* [Problem]: If a line of the data below holds the string "fields", copy it.

* [Material provided]:
----------

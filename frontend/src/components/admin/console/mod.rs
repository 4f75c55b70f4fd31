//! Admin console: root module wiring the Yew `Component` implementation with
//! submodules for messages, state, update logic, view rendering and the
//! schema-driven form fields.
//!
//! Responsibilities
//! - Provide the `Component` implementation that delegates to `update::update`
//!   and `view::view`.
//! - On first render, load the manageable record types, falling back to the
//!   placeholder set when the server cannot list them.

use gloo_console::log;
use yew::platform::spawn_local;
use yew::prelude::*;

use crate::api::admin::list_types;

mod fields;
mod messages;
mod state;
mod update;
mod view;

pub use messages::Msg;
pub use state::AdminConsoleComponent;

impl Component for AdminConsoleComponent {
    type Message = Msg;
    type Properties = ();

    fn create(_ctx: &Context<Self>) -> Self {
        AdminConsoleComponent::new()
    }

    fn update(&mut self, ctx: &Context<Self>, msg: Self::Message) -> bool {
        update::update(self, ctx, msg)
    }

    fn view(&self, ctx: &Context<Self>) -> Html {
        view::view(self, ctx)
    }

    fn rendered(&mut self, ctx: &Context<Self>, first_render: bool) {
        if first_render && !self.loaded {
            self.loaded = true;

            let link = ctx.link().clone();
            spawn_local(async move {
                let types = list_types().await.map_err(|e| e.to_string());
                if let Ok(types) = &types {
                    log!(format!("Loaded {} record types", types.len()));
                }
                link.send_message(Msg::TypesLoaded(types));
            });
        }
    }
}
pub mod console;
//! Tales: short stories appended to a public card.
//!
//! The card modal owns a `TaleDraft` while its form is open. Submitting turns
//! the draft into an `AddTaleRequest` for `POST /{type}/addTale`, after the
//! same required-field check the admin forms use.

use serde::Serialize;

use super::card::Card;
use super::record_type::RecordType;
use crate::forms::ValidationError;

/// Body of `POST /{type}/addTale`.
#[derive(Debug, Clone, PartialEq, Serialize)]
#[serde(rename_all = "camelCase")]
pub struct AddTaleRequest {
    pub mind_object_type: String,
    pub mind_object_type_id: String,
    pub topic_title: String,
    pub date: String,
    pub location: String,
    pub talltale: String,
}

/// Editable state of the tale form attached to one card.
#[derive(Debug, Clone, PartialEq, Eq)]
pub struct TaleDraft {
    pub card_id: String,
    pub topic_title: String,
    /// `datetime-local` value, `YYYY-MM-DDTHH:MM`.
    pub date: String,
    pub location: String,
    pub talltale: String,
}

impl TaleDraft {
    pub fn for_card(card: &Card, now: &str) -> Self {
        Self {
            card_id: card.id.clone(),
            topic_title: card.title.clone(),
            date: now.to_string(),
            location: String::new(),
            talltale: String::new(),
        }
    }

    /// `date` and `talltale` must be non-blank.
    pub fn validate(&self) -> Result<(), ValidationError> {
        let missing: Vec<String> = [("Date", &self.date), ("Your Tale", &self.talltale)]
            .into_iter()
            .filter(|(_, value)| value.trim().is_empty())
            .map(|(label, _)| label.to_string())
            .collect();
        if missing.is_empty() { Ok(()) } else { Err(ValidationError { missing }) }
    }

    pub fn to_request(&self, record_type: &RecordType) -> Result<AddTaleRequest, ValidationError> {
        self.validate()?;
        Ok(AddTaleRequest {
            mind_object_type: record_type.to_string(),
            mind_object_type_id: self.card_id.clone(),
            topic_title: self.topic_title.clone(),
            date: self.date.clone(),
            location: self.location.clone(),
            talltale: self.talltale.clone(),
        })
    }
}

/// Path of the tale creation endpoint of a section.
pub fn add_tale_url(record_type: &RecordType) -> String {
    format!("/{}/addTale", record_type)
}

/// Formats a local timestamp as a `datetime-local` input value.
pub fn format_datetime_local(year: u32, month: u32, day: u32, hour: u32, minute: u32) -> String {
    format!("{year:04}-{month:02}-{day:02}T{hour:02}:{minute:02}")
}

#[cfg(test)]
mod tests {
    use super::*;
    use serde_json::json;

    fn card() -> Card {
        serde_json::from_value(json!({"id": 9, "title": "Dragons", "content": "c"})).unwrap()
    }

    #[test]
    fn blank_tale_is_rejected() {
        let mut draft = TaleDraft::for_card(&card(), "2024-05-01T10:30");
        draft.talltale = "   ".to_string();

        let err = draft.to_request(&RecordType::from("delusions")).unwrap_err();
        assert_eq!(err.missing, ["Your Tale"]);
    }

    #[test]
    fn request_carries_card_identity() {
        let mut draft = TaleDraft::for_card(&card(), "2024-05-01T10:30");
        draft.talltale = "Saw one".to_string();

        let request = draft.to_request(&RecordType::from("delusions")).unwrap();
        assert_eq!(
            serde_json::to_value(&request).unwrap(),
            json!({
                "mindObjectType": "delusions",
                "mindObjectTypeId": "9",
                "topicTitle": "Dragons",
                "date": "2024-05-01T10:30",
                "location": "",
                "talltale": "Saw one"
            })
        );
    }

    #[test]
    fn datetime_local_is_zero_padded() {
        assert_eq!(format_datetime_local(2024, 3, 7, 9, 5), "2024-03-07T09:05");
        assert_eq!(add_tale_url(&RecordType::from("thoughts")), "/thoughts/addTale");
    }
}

----------

* [Response area]:
//! schema-driven form fields.
mod fields;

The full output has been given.